By offering a fee structure that’s fixed and one-time unlike the pay-per-service model, bundled payments reduce costs and have the potential to improve the quality of healthcare services.  It reduces incentive for the providers to provide unnecessary care for profiteering and also promotes consistency in standard of quality and cross-service coordination within a treatment cycle or episode by bringing all types of healthcare providers involved under a single payment roof.

However, for bundled payments to work to the benefit of all parties involved, a robust infrastructure – both physical and nonphysical – is required. Similarly, there are ample challenges in implementing bundled payments, like defining bundles (payments), administering payments, managing the network of contracts and subcontracts covering and governing the relationship among the service providers involved in a treatment lifecycle, etc.

Although some of these hurdles have to be removed by healthcare providers themselves and some with the help of agencies outside the healthcare world, there are enough bodies within the larger span of the healthcare industry that can gleefully and efficiently help care providers with claim administration, a problem that most healthcare providers face and are time pressed to manage.

Medical Billers and Coders ensure definite benefits for healthcare providers through cost reduction by nullifying the need to have dedicated staff and technologies within a healthcare body to deal with claims, timely recovery of payments, compliance with fickle insurance rules and regulations, better denial management, etc.
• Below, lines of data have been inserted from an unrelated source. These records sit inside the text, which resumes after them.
#![forbid(unsafe_code)]
#![deny(missing_docs)]

//! **eld-hashchain** – Hash-Chain Builder (spec §4.4).
//!
//! Computes per-event content hashes and the chain hash linking each event to
//! its predecessor within a `(device, log_date)` scope, and verifies chain
//! integrity over a contiguous range. Uses SHA-256 throughout, per the
//! spec's explicit algorithm choice (contrast with the teacher's Blake3
//! causal hashing in `toka-events-core`/`toka-store-core`).

use eld_events_core::Event;
use sha2::{Digest, Sha256};

/// Chain hash of a genesis event (first committed event in a scope).
pub const GENESIS_CHAIN_HASH: [u8; 32] = [0u8; 32];

/// Compute the SHA-256 content hash of an event's canonical field set
/// (spec §4.4).
pub fn content_hash(event: &Event) -> [u8; 32] {
    let canonical = event.canonical_content_json();
    // `serde_json::Map` is backed by a `BTreeMap` by default, so serializing
    // it always yields lexicographically sorted keys regardless of the
    // insertion order `canonical_content_json` used.
    let bytes = serde_json::to_vec(&canonical).expect("canonical JSON always serializes");
    let mut hasher = Sha256::new();
    hasher.update(&bytes);
    hasher.finalize().into()
}

/// Compute the chain hash linking `content_hash` to `previous_chain_hash`
/// (spec §4.4): `SHA256(previousChainHash ∥ contentHash)`.
pub fn chain_hash(previous_chain_hash: &[u8; 32], content_hash: &[u8; 32]) -> [u8; 32] {
    let mut hasher = Sha256::new();
    hasher.update(previous_chain_hash);
    hasher.update(content_hash);
    hasher.finalize().into()
}

/// Result of linking a new event into its scope's chain: the event's own
/// content hash and chain hash, ready to be stamped onto the `Event` before
/// persistence.
#[derive(Debug, Clone, Copy, PartialEq, Eq)]
pub struct ChainLink {
    /// SHA-256 of the canonical content fields.
    pub content_hash: [u8; 32],
    /// SHA-256 of `previous_chain_hash ∥ content_hash`.
    pub chain_hash: [u8; 32],
    /// The chain hash this event links to (`GENESIS_CHAIN_HASH` if first).
    pub previous_chain_hash: [u8; 32],
}

/// Link a new event onto the chain given the chain hash of the highest-
/// sequence active event in the same scope (`None` for genesis).
pub fn link(event: &Event, prior_chain_hash: Option<[u8; 32]>) -> ChainLink {
    let previous_chain_hash = prior_chain_hash.unwrap_or(GENESIS_CHAIN_HASH);
    let content = content_hash(event);
    let chain = chain_hash(&previous_chain_hash, &content);
    ChainLink {
        content_hash: content,
        chain_hash: chain,
        previous_chain_hash,
    }
}

/// Outcome of verifying a contiguous range of events in a scope
/// (spec §4.4 "Verification").
#[derive(Debug, Clone, PartialEq, Eq)]
pub struct VerificationResult {
    /// `true` iff every event in the range satisfies the chain invariant.
    pub valid: bool,
    /// The sequence id of the first event that broke the chain, if any.
    pub first_broken_sequence_id: Option<u32>,
}

/// Verify that `events` (already ordered by ascending sequence id within one
/// scope) form a valid, unbroken hash chain.
///
/// The first event in the slice is trusted to be genesis *for this range* —
/// callers verifying a sub-range of a larger scope should pass the event
/// preceding the range as the implicit predecessor via `expected_first_prev`.
pub fn verify_chain(events: &[Event], expected_first_prev: Option<[u8; 32]>) -> VerificationResult {
    let mut prev_chain_hash = expected_first_prev;

    for event in events {
        let expected_prev = prev_chain_hash.unwrap_or(GENESIS_CHAIN_HASH);
        if event.previous_chain_hash != expected_prev {
            return VerificationResult {
                valid: false,
                first_broken_sequence_id: Some(event.sequence_id),
            };
        }

        let expected_content = content_hash(event);
        if event.content_hash != expected_content {
            return VerificationResult {
                valid: false,
                first_broken_sequence_id: Some(event.sequence_id),
            };
        }

        let expected_chain = chain_hash(&expected_prev, &expected_content);
        if event.chain_hash != expected_chain {
            return VerificationResult {
                valid: false,
                first_broken_sequence_id: Some(event.sequence_id),
            };
        }

        prev_chain_hash = Some(event.chain_hash);
    }

    VerificationResult {
        valid: true,
        first_broken_sequence_id: None,
    }
}

#[cfg(test)]
mod tests {
    use super::*;
    use chrono::Utc;
    use eld_events_core::{EventSubType, EventType, RecordOrigin, RecordStatus};
    use eld_types::{CarrierId, DeviceId, DriverId, EventId, LogPeriodId, VehicleId};
    use uuid::Uuid;

    fn make_event(sequence_id: u32) -> Event {
        Event {
            id: EventId(Uuid::new_v4()),
            sequence_id,
            event_type: EventType::DutyStatusChange,
            event_sub_type: EventSubType::DutyStatus {
                code: "driving".into(),
            },
            record_origin: RecordOrigin::Driver,
            record_status: RecordStatus::Active,
            event_timestamp: Utc::now(),
            log_date: "021526".into(),
            driver_id: DriverId(Uuid::new_v4()),
            vehicle_id: VehicleId(Uuid::new_v4()),
            device_id: DeviceId(Uuid::new_v4()),
            carrier_id: CarrierId(Uuid::new_v4()),
            log_period_id: LogPeriodId(Uuid::new_v4()),
            accumulated_vehicle_miles: 100,
            elapsed_engine_hours: 10,
            latitude: None,
            longitude: None,
            location_description: None,
            malfunction_indicator: false,
            data_diagnostic_indicator: false,
            content_hash: [0u8; 32],
            chain_hash: [0u8; 32],
            previous_chain_hash: [0u8; 32],
            fmcsa_check_value: "X".into(),
            updated_at: Utc::now(),
        }
    }

    #[test]
    fn content_hash_is_deterministic() {
        let event = make_event(1);
        assert_eq!(content_hash(&event), content_hash(&event));
    }

    #[test]
    fn genesis_links_to_zero_hash() {
        let event = make_event(1);
        let link = link(&event, None);
        assert_eq!(link.previous_chain_hash, GENESIS_CHAIN_HASH);
        assert_eq!(link.chain_hash, chain_hash(&GENESIS_CHAIN_HASH, &link.content_hash));
    }

    #[test]
    fn verify_chain_accepts_valid_sequence() {
        let mut e1 = make_event(1);
        let link1 = link(&e1, None);
        e1.content_hash = link1.content_hash;
        e1.chain_hash = link1.chain_hash;
        e1.previous_chain_hash = link1.previous_chain_hash;

        let mut e2 = make_event(2);
        let link2 = link(&e2, Some(e1.chain_hash));
        e2.content_hash = link2.content_hash;
        e2.chain_hash = link2.chain_hash;
        e2.previous_chain_hash = link2.previous_chain_hash;

        let result = verify_chain(&[e1, e2], None);
        assert!(result.valid);
        assert_eq!(result.first_broken_sequence_id, None);
    }

    #[test]
    fn verify_chain_detects_tamper() {
        let mut e1 = make_event(1);
        let link1 = link(&e1, None);
        e1.content_hash = link1.content_hash;
        e1.chain_hash = link1.chain_hash;
        e1.previous_chain_hash = link1.previous_chain_hash;

        let mut e2 = make_event(2);
        let link2 = link(&e2, Some(e1.chain_hash));
        e2.content_hash = link2.content_hash;
        e2.chain_hash = link2.chain_hash;
        e2.previous_chain_hash = link2.previous_chain_hash;

        // Tamper with e2's payload after the fact without recomputing hashes.
        e2.accumulated_vehicle_miles += 1;

        let result = verify_chain(&[e1, e2], None);
        assert!(!result.valid);
        assert_eq!(result.first_broken_sequence_id, Some(2));
    }
}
Medical Billers and Coders works in tandem with billers to process accurate revenue codes on the basis of the clinical documentation maintained by the healthcare provider.  By closely monitoring all technical details involved in the process – like CCI edits, coding changes and Fee Schedule analysis – Medial Billers and Coders working for their physicians have brought down denial rates drastically, a significant achievement – as realizing claims is a commonly faced problem among healthcare providers giving care through the bundled payment mode that they become reluctant to participate in it despite the clear healthcare and financial benefits bundled payments ensure.

The benefits brings to healthcare providers collectively contribute to cost saving and time reduction for healthcare providers, an advantage they can divert to their core business, healthcare, and also share with the customer.